Hassett lined out with the Kerry Vocational Schools team in the early 90s. He was on the losing side to Cork in the Munster final in 1991

==Underage==

Hassett played with Kerry at minor level in 1991 and 1992. He lined out in Munster Minor Football Championship finals in both seasons but lost out to Cork in both.

In 1993 he joined the Kerry Under-21 team. Wins over Cork and Waterford saw him pick up a Munster Under-21 Football Championship title, where he scored a point in the final. A win over Galway saw Hassett and co qualify for an All-Ireland Under-21 Football Championship final with Meath. Kerry came up short after a 1–08 to 0–10 scoreline in the end.

He was again part of the team in 1994 but lost out to Cork in the first round.

In 1995 wins over Clare and Waterford saw Hassett pick up his second Munster Under-21 Football Championship title, where he scored two points in the final. In the All-Ireland semi-final Kerry get over Donegal and book a second All=Ireland final in three seasons. In the final they faced Mayo. A replay was need but Hassett won an All-Ireland Under-21 Football Championship medal after a 3–10 to 1–12 win.

==Senior==

Hassett joined the Kerry senior side during the 1993/94 National Football League playing three games He made his Munster Senior Football Championship debut against Limerick later that season. He later played in the Munster semi-final loss to Cork.

He played in all bar one of Kerry's National Football League games in the 1994/95 season. Later that summer wins over Limerick and Tipperary saw Hassett qualify for a first Munster Senior Football Championship. In the final, despite a point from Hassett, Kerry fell short to Cork on a 0–15 to 1–09 scoreline.

He would only play in three of Kerry's 1995/96 League games. Wins again over Tipperary and Waterford saw Hassett and co back in the Munster final against Cork. A 0–14 to 0–11 win saw Kerry win a first Munster title since 1991 and a first senior title for Hassett. In the All-Ireland final Kerry faced Mayo. It was many of the Kerry sides, including Hassetts, first game in Croke Park and Mayo had too much for the young Kingdom side on a 2–13 to 1–10 scoreline.

Hassett was appointed captain of the Kerry side for the 1996/97 season. He would go on to captain the side to the National League title after a win over Cork in the final. He missed out on the side Munster championship opener with Tipperary, but was back for the final against Clare. In the end Hassett won his second Munster title after a 1–13 to 0-11 point win as well as accepting the cup as captain. Injury lead to him missing out on the All-Ireland Semi-final and later final that Kerry won. This led to his younger brother Liam standing in as captain.

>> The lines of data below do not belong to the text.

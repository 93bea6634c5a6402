// =============================================================================
// Rate Limiter — shared leaky bucket gating all outbound broker calls
// =============================================================================
//
// Tokens drip in continuously at `per_minute / 60` per second up to a burst
// ceiling of one minute's budget. `acquire` suspends the caller until a
// token is available; contention between tasks is expected and harmless.
// =============================================================================

use std::time::Duration;

use tokio::sync::Mutex;
use tokio::time::Instant;
use tracing::debug;

struct Bucket {
    available: f64,
    last_refill: Instant,
}

pub struct RateLimiter {
    bucket: Mutex<Bucket>,
    capacity: f64,
    refill_per_sec: f64,
}

impl RateLimiter {
    /// Create a limiter allowing `per_minute` requests per minute.
    pub fn new(per_minute: u32) -> Self {
        let capacity = per_minute.max(1) as f64;
        Self {
            bucket: Mutex::new(Bucket {
                available: capacity,
                last_refill: Instant::now(),
            }),
            capacity,
            refill_per_sec: capacity / 60.0,
        }
    }

    /// Take one token, suspending until one is available.
    pub async fn acquire(&self) {
        loop {
            let wait = {
                let mut bucket = self.bucket.lock().await;
                let elapsed = bucket.last_refill.elapsed().as_secs_f64();
                bucket.available =
                    (bucket.available + elapsed * self.refill_per_sec).min(self.capacity);
                bucket.last_refill = Instant::now();

                if bucket.available >= 1.0 {
                    bucket.available -= 1.0;
                    return;
                }
                let deficit = 1.0 - bucket.available;
                Duration::from_secs_f64(deficit / self.refill_per_sec)
            };

            debug!(wait_ms = wait.as_millis() as u64, "rate limiter saturated — waiting");
            tokio::time::sleep(wait).await;
        }
    }
}

impl std::fmt::Debug for RateLimiter {
    fn fmt(&self, f: &mut std::fmt::Formatter<'_>) -> std::fmt::Result {
        f.debug_struct("RateLimiter")
            .field("capacity", &self.capacity)
            .field("refill_per_sec", &self.refill_per_sec)
            .finish()
    }
}

// =============================================================================
// Tests
// =============================================================================
#[cfg(test)]
mod tests {
    use super::*;

    #[tokio::test]
    async fn burst_up_to_capacity_is_immediate() {
        let limiter = RateLimiter::new(60);
        let start = std::time::Instant::now();
        for _ in 0..10 {
            limiter.acquire().await;
        }
        assert!(start.elapsed() < Duration::from_millis(100));
    }

    #[tokio::test(start_paused = true)]
    async fn exhausted_bucket_waits_for_refill() {
        let limiter = RateLimiter::new(60); // one token per second
        for _ in 0..60 {
            limiter.acquire().await;
        }
        let start = Instant::now();
        limiter.acquire().await;
        // The 61st acquire needs roughly a full second of refill.
        assert!(start.elapsed() >= Duration::from_millis(900));
    }
}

There was controversy at the end of the year when he did not receive an All Ireland medal which led to him and brother Liam not playing with Kerry for the 1998 season.

He made his return to the team in the team during the 1998/99 League His only championship game was when he came on as a sub in his sides Munster semi-final was over Clare.

He played in all eight of Kerry's 1999/00 National League games a Kerry lot out to Meath in the semi-final. Come championship he appeared as a sub in Kerry's first three games, including the Munster final win over Clare. He was a sub once more in the drawn All-Ireland semi-final with Armagh, he was back in the starting lineup for the replay that Kerry won after extra-time. He was at Left corner back for the [[2000 All-Ireland Senior Football Championship Final]|All-Ireland final]] with Galway. The side ended level at full time on a 0-14 each scoreline. He again started for the replay that Kerry would go on to win on a 0–17 to 1–10 scoreline. Where he had missed out in 1997 Hassett won his first medal without issue.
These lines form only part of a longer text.